Elliot Rodger also goes on and on about his family bloodlines, his travel, his social standing, his taste for the finer things, fashion, and opulence. He demonstrates an inflated sense of self and self-worth throughout the manifesto. He is narcissistic in his description of himself and his life (I’m not diagnosing, just describing his writings). He states all this while sulking about not being cool, not being popular, and not getting the attention he deserves. It is bizarre—from beginning to end. His perception of his childhood almost seems contrived—a picture painted to blame society, his family, his peers, anyone but himself or in reality, his mental instability. I don’t recall him mentioning that he was seeing a therapist as a young child. I don’t recall mention of a therapist at all until the very end of his manifesto. Reports credited to his family friends say visits to his therapists were almost a daily part of his life since the age of 8 and he omits this fact. It seems that Elliot wanted readers to believe that his life was perfect until the mean girls of his adolescence appeared—the scapegoat for his psychopathy.

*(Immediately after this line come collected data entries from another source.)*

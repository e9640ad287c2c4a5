use arcam_convert::{
    convert::CpuConverter,
    image::{ConversionParams, Frame, FramePool, Rect},
    request::{ConversionManager, RequestHandle, RequestStatus},
};
use args::Args;
use clap::Parser;
use std::{
    error::Error,
    sync::Arc,
    time::{Duration, Instant},
};
use tracing::info;
use tracing_subscriber::EnvFilter;

mod args;

fn update_fps(prev: &mut Instant, history: &mut Vec<i64>, index: &mut usize) -> i64 {
    let now = Instant::now();

    let elapsed = now.duration_since(*prev);
    *prev = Instant::now();

    history[*index] = 1e9 as i64 / elapsed.as_nanos().max(1) as i64;
    *index = (*index + 1) % history.len();

    (history.iter().sum::<i64>() as f64 / history.len() as f64).round() as i64
}

#[tokio::main]
async fn main() -> Result<(), Box<dyn Error>> {
    let args = Args::parse();

    let filter = EnvFilter::try_from_default_env().unwrap_or_else(|_| {
        EnvFilter::new(if args.verbose { "debug" } else { "info" })
    });
    tracing_subscriber::fmt().with_env_filter(filter).init();

    info!("Arcam Conversion Pipeline");

    let (cam_w, cam_h) = (args.camera_size[0], args.camera_size[1]);
    let camera_format = args.camera_format.into();
    let params = ConversionParams {
        input_rect: Rect {
            x: 0,
            y: 0,
            width: cam_w as i32,
            height: cam_h as i32,
        },
        output_width: args.stream_size[0],
        output_height: args.stream_size[1],
        output_format: args.stream_format.into(),
        transform: args.mirror.into(),
    };

    let pool = Arc::new(FramePool::new(args.pool_size));
    let manager = ConversionManager::new(pool.clone(), Arc::new(CpuConverter::new(args.workers)));

    let mut interval =
        tokio::time::interval(Duration::from_secs_f64(1.0 / args.fps.max(1) as f64));
    let mut in_flight: Vec<(RequestHandle, Instant)> = Vec::new();
    let mut submitted = 0u64;
    let mut prev = Instant::now();
    let mut history = vec![0; 30];
    let mut index = 0;

    loop {
        interval.tick().await;
        let fps = update_fps(&mut prev, &mut history, &mut index);

        if args.frames == 0 || submitted < args.frames {
            let now = Instant::now();
            let frame = pool.insert(Frame::test_pattern(cam_w, cam_h, camera_format)?);
            let capture_time = now.elapsed();
            let request = manager.submit(frame, params)?;
            in_flight.push((request, Instant::now()));
            submitted += 1;

            if args.verbose {
                println!("camera capture: {:?} fps: {}", capture_time, fps);
            }
        }

        in_flight.retain(|&(request, since)| match manager.poll_status(request) {
            RequestStatus::Pending => true,
            RequestStatus::Ready => {
                match manager.result_view(request) {
                    Ok(view) => {
                        if args.verbose {
                            println!(
                                "camera {}x{} image {}x{} size: {}KB convert: {:?}",
                                cam_w,
                                cam_h,
                                view.width(),
                                view.height(),
                                view.len() / 1024,
                                since.elapsed(),
                            );
                        }
                    }
                    Err(e) => eprintln!("{e:?}"),
                }
                manager.dispose(request);
                false
            }
            RequestStatus::Failed => {
                eprintln!("conversion failed after {:?}", since.elapsed());
                manager.dispose(request);
                false
            }
            RequestStatus::Disposed => false,
        });

        if args.frames != 0 && submitted >= args.frames && in_flight.is_empty() {
            break;
        }
    }

    info!(submitted, "pipeline finished");
    Ok(())
}
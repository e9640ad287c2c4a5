// SPDX-License-Identifier: Apache-2.0
// Copyright (c) 2025 Au-Zone Technologies. All Rights Reserved.

use crate::image::FourCC;
use thiserror::Error;

/// Errors reported by the conversion subsystem.
///
/// These are synchronous, local failures detected at the call site and are
/// never retried. A conversion that cannot be completed is not an error at
/// all: it surfaces as the `Failed` request status through polling, so
/// per-frame callers react with a plain status check instead of error
/// control flow across the asynchronous boundary.
#[derive(Debug, Clone, PartialEq, Eq, Error)]
pub enum ConvertError {
    /// Malformed conversion parameters or a stale source frame handle.
    #[error("invalid argument: {0}")]
    InvalidArgument(String),

    /// Output format outside the set advertised by the frame source.
    #[error("unsupported output format {0}")]
    UnsupportedFormat(FourCC),

    /// Result requested before the request completed.
    #[error("conversion result not ready")]
    NotReady,

    /// Operation attempted on a released request.
    #[error("conversion request disposed")]
    Disposed,

    /// Backend reported ready but the result buffer could not be resolved.
    #[error("native result buffer could not be resolved")]
    Invalid,
}
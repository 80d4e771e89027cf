use caravan_types::ContentRef;

use crate::error::StoreResult;

/// Content-addressed blob store.
///
/// All implementations must satisfy these invariants:
/// - Blobs are immutable once written; the same bytes always produce the
///   same reference, making `put` safe to repeat after a lost response.
/// - Concurrent reads are always safe.
/// - The store never interprets blob contents.
/// - All I/O errors are propagated, never silently ignored.
pub trait ContentStore: Send + Sync {
    /// Store bytes and return their content-addressed reference.
    ///
    /// Idempotent: if the content already exists this is a no-op returning
    /// the existing reference.
    fn put(&self, data: &[u8]) -> StoreResult<ContentRef>;

    /// Read a blob by reference. Returns `Ok(None)` if absent.
    fn get(&self, reference: &ContentRef) -> StoreResult<Option<Vec<u8>>>;

    /// Check whether a blob exists.
    fn contains(&self, reference: &ContentRef) -> StoreResult<bool>;

    /// Number of distinct blobs stored.
    fn len(&self) -> StoreResult<usize>;

    /// Returns `true` if the store holds no blobs.
    fn is_empty(&self) -> StoreResult<bool> {
        Ok(self.len()? == 0)
    }
}
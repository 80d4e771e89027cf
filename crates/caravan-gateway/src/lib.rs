//! Anchoring gateway for Caravan.
//!
//! Receives batches of records from field clients, validates and anchors
//! each record independently to a content-addressed store and an
//! append-only ledger, and answers public verification queries against the
//! ledger. One record's failure never aborts its batch siblings.
//!
//! Re-submitting an already-anchored record (a client retry after a lost
//! response) is acknowledged with the *original* ledger reference instead
//! of producing a second entry: the gateway checks the ledger by integrity
//! hash before anchoring.

pub mod anchor;
pub mod config;
pub mod error;
pub mod handler;
pub mod router;
pub mod server;
pub mod state;

pub use anchor::anchor_batch;
pub use config::GatewayConfig;
pub use error::{GatewayError, GatewayResult};
pub use router::build_router;
pub use server::Gateway;
pub use state::GatewayState;

#[cfg(test)]
mod tests {
    use std::sync::Arc;

    use axum::body::Body;
    use axum::http::{header, Request, StatusCode};
    use tower::util::ServiceExt;

    use caravan_crypto::integrity_hash_of;
    use caravan_protocol::{AnchorCheck, SyncResponse};
    use caravan_types::{
        unix_millis, ActorId, IntegrityHash, OriginId, Record, RecordId, SubjectId, SyncStatus,
    };

    use super::*;

    fn test_state() -> Arc<GatewayState> {
        Arc::new(GatewayState::in_memory(GatewayConfig::default()))
    }

    fn record(subject: &str, content: &[u8]) -> Record {
        Record {
            id: RecordId::new(),
            subject_id: SubjectId::new(subject),
            author_id: ActorId::new("doctor-1"),
            origin_id: OriginId::new("clinic-1"),
            created_at: unix_millis(),
            payload: content.to_vec(),
            integrity_hash: integrity_hash_of(content),
            signature: vec![0xcd; 64],
            status: SyncStatus::Pending,
            content_ref: None,
            ledger_ref: None,
        }
    }

    async fn post_batch(state: &Arc<GatewayState>, records: &[Record]) -> SyncResponse {
        let app = build_router(Arc::clone(state));
        let response = app
            .oneshot(
                Request::builder()
                    .method("POST")
                    .uri("/v1/sync/records")
                    .header(header::CONTENT_TYPE, "application/json")
                    .body(Body::from(serde_json::to_vec(records).unwrap()))
                    .unwrap(),
            )
            .await
            .unwrap();
        assert_eq!(response.status(), StatusCode::OK);
        let bytes = axum::body::to_bytes(response.into_body(), usize::MAX)
            .await
            .unwrap();
        serde_json::from_slice(&bytes).unwrap()
    }

    async fn get_verify(state: &Arc<GatewayState>, hash: &str) -> (StatusCode, Option<AnchorCheck>) {
        let app = build_router(Arc::clone(state));
        let response = app
            .oneshot(
                Request::builder()
                    .uri(format!("/v1/verify/{hash}"))
                    .body(Body::empty())
                    .unwrap(),
            )
            .await
            .unwrap();
        let status = response.status();
        let bytes = axum::body::to_bytes(response.into_body(), usize::MAX)
            .await
            .unwrap();
        (status, serde_json::from_slice(&bytes).ok())
    }

    #[tokio::test]
    async fn health_endpoint() {
        let app = build_router(test_state());
        let response = app
            .oneshot(
                Request::builder()
                    .uri("/v1/health")
                    .body(Body::empty())
                    .unwrap(),
            )
            .await
            .unwrap();
        assert_eq!(response.status(), StatusCode::OK);
    }

    #[tokio::test]
    async fn info_endpoint() {
        let app = build_router(test_state());
        let response = app
            .oneshot(
                Request::builder()
                    .uri("/v1/info")
                    .body(Body::empty())
                    .unwrap(),
            )
            .await
            .unwrap();
        assert_eq!(response.status(), StatusCode::OK);
    }

    #[tokio::test]
    async fn sync_anchors_a_batch_over_http() {
        let state = test_state();
        let batch = vec![record("p1", b"visit one"), record("p2", b"visit two")];
        let response = post_batch(&state, &batch).await;

        assert!(response.success);
        assert_eq!(response.results.len(), 2);
        for receipt in &response.results {
            assert!(receipt.is_accepted());
            assert!(receipt.content_ref.is_some());
            assert!(receipt.ledger_ref.is_some());
        }
        assert_eq!(state.ledger().entry_count().unwrap(), 2);
    }

    #[tokio::test]
    async fn verify_round_trip_over_http() {
        let state = test_state();
        let r = record("p1", b"flu diagnosis");
        let hash = r.integrity_hash;
        post_batch(&state, &[r]).await;

        let (status, check) = get_verify(&state, &hash.to_hex()).await;
        assert_eq!(status, StatusCode::OK);
        let check = check.unwrap();
        assert!(check.valid);
        assert!(check.anchored_at.is_some());
    }

    #[tokio::test]
    async fn verify_unknown_hash_is_invalid() {
        let state = test_state();
        let unknown = integrity_hash_of(b"never anchored");
        let (status, check) = get_verify(&state, &unknown.to_hex()).await;
        assert_eq!(status, StatusCode::OK);
        assert!(!check.unwrap().valid);
    }

    #[tokio::test]
    async fn verify_malformed_hash_is_bad_request() {
        let state = test_state();
        let (status, _) = get_verify(&state, "not-hex").await;
        assert_eq!(status, StatusCode::BAD_REQUEST);
    }

    #[tokio::test]
    async fn invalid_record_is_rejected_without_aborting_batch() {
        let state = test_state();
        let mut bad = record("p3", b"no hash");
        bad.integrity_hash = IntegrityHash::null();
        let batch = vec![record("p1", b"fine"), bad, record("p2", b"also fine")];

        let response = post_batch(&state, &batch).await;
        assert!(response.success);
        let accepted = response.results.iter().filter(|r| r.is_accepted()).count();
        assert_eq!(accepted, 2);
        assert_eq!(state.ledger().entry_count().unwrap(), 2);
    }

    #[tokio::test]
    async fn resubmitted_record_reuses_the_original_anchor() {
        let state = test_state();
        let r = record("p1", b"retried visit");

        let first = post_batch(&state, std::slice::from_ref(&r)).await;
        let second = post_batch(&state, &[r]).await;

        let first_ref = first.results[0].ledger_ref.unwrap();
        let second_ref = second.results[0].ledger_ref.unwrap();
        assert_eq!(first_ref, second_ref);
        // No second ledger entry for the same hash.
        assert_eq!(state.ledger().entry_count().unwrap(), 1);
    }

    /// Transport that hands batches straight to an in-process gateway,
    /// exercising the whole client/gateway contract without a socket.
    struct LoopbackTransport {
        state: Arc<GatewayState>,
    }

    #[async_trait::async_trait]
    impl caravan_sync::SyncTransport for LoopbackTransport {
        async fn upload_batch(
            &self,
            records: &[Record],
        ) -> caravan_sync::SyncResult<Vec<caravan_protocol::RecordReceipt>> {
            let response = anchor_batch(&self.state, records.to_vec());
            if !response.success {
                return Err(caravan_sync::SyncError::BatchRefused);
            }
            Ok(response.results)
        }

        async fn check_anchor(
            &self,
            hash: &IntegrityHash,
        ) -> caravan_sync::SyncResult<AnchorCheck> {
            Ok(match self.state.ledger().find_by_hash(hash) {
                Ok(Some((_, entry))) => AnchorCheck::anchored(entry.anchored_at),
                _ => AnchorCheck::unknown(),
            })
        }
    }

    fn field_device(
        dir: &tempfile::TempDir,
        state: &Arc<GatewayState>,
    ) -> caravan_queue::QueueManager<caravan_queue::FileRecordStore, LoopbackTransport> {
        let store =
            caravan_queue::FileRecordStore::open(dir.path().join("records.db")).unwrap();
        caravan_queue::QueueManager::new(
            store,
            LoopbackTransport {
                state: Arc::clone(state),
            },
            Box::new(caravan_queue::PassthroughEncryptor),
            caravan_crypto::SigningKey::generate(),
            caravan_queue::QueueConfig {
                author_id: ActorId::new("doctor-1"),
                origin_id: OriginId::new("clinic-1"),
            },
        )
    }

    #[tokio::test]
    async fn offline_capture_sync_and_verify_end_to_end() {
        let state = test_state();
        let dir = tempfile::tempdir().unwrap();
        let device = field_device(&dir, &state);

        let created = device
            .create_record(SubjectId::new("p1"), b"flu diagnosis")
            .await
            .unwrap();
        assert_eq!(created.status, SyncStatus::Pending);
        assert!(!created.integrity_hash.is_null());
        assert_eq!(device.pending_count().await.unwrap(), 1);

        let outcome = device.sync_now().await.unwrap();
        assert!(outcome.fully_acknowledged());
        assert_eq!(device.pending_count().await.unwrap(), 0);

        let synced = &device.records().await.unwrap()[0];
        assert_eq!(synced.status, SyncStatus::Synced);
        assert!(synced.content_ref.is_some());
        assert!(synced.ledger_ref.is_some());

        // Independent verification: the ledger confirms the hash without the
        // device's payload or subject id.
        let (_, entry) = state
            .ledger()
            .find_by_hash(&created.integrity_hash)
            .unwrap()
            .expect("anchored");
        assert_eq!(entry.record_hash, created.integrity_hash);

        // And the device can promote its copy to VERIFIED from that answer.
        assert_eq!(device.confirm_anchored().await.unwrap(), 1);
        assert_eq!(
            device.records().await.unwrap()[0].status,
            SyncStatus::Verified
        );
    }

    #[tokio::test]
    async fn client_retry_after_lost_response_does_not_duplicate() {
        let state = test_state();
        let dir = tempfile::tempdir().unwrap();
        let device = field_device(&dir, &state);

        let created = device
            .create_record(SubjectId::new("p1"), b"retried visit")
            .await
            .unwrap();

        // First attempt anchors server-side, but pretend the response was
        // lost: the local store still says PENDING.
        anchor_batch(&state, vec![created.clone()]);
        assert_eq!(device.pending_count().await.unwrap(), 1);

        // The retry re-sends the same record; the gateway must answer with
        // the original anchor instead of appending again.
        let outcome = device.sync_now().await.unwrap();
        assert!(outcome.fully_acknowledged());
        assert_eq!(
            state
                .ledger()
                .entries_for_hash(&created.integrity_hash)
                .unwrap()
                .len(),
            1
        );
        assert_eq!(device.pending_count().await.unwrap(), 0);
    }

    #[tokio::test]
    async fn oversized_batch_is_refused_whole() {
        let config = GatewayConfig {
            max_batch_size: 2,
            ..GatewayConfig::default()
        };
        let state = Arc::new(GatewayState::in_memory(config));
        let batch = vec![
            record("p1", b"one"),
            record("p2", b"two"),
            record("p3", b"three"),
        ];

        let response = post_batch(&state, &batch).await;
        assert!(!response.success);
        assert!(response.results.is_empty());
        assert_eq!(state.ledger().entry_count().unwrap(), 0);
    }
}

Toward the end of his manifesto, I almost couldn’t read his repetitive and insane rants-though I forced myself to just to try to get some understanding. It didn’t work. I doubt that anyone who completely read the document came away with any better understanding of Elliot Rodger. It was like being in a tornado of disjointed ramblings. It was the first time I ever read something where I was able to see someone literally becoming more and more unhinged.
I agree that a conversation about the treatment of women needs to happen. It needs to be had for a vast number of reasons beyond Elliot Rodger's mental illness. In the 21st century, women are still being stoned, still have to cover their faces with hijabs, are raped, forced into marriage, kidnapped and sometimes killed for getting an education, and on and on. US congress people voted against equal pay for women. The fight for women's rights is everywhere. My fear is that dominating the airwaves and social media with misogyny rhetoric in response to the mass murders committed by Elliot Rodger, it overshadows the two points that I consider to be the root of this tragedy: mental illness and access to guns (an entirely different article to be written). I believe his mental illness caused his behavior, not a predilection for misogyny. I believe his fixation could have just as easily been to hate a race, religion, or any other random thing he chose.
I am not excusing his heinous crime in any way. His actions were disgusting, incomprehensible, and criminal. This does not discount the fact that this boy was mentally ill, an issue we must address as a nation if we want to be able to stop these violent instances from occurring around the country. Elliot Rodger was mentally ill and he was able to legally purchase guns. That is the issue at hand. This is the dialogue we need to have.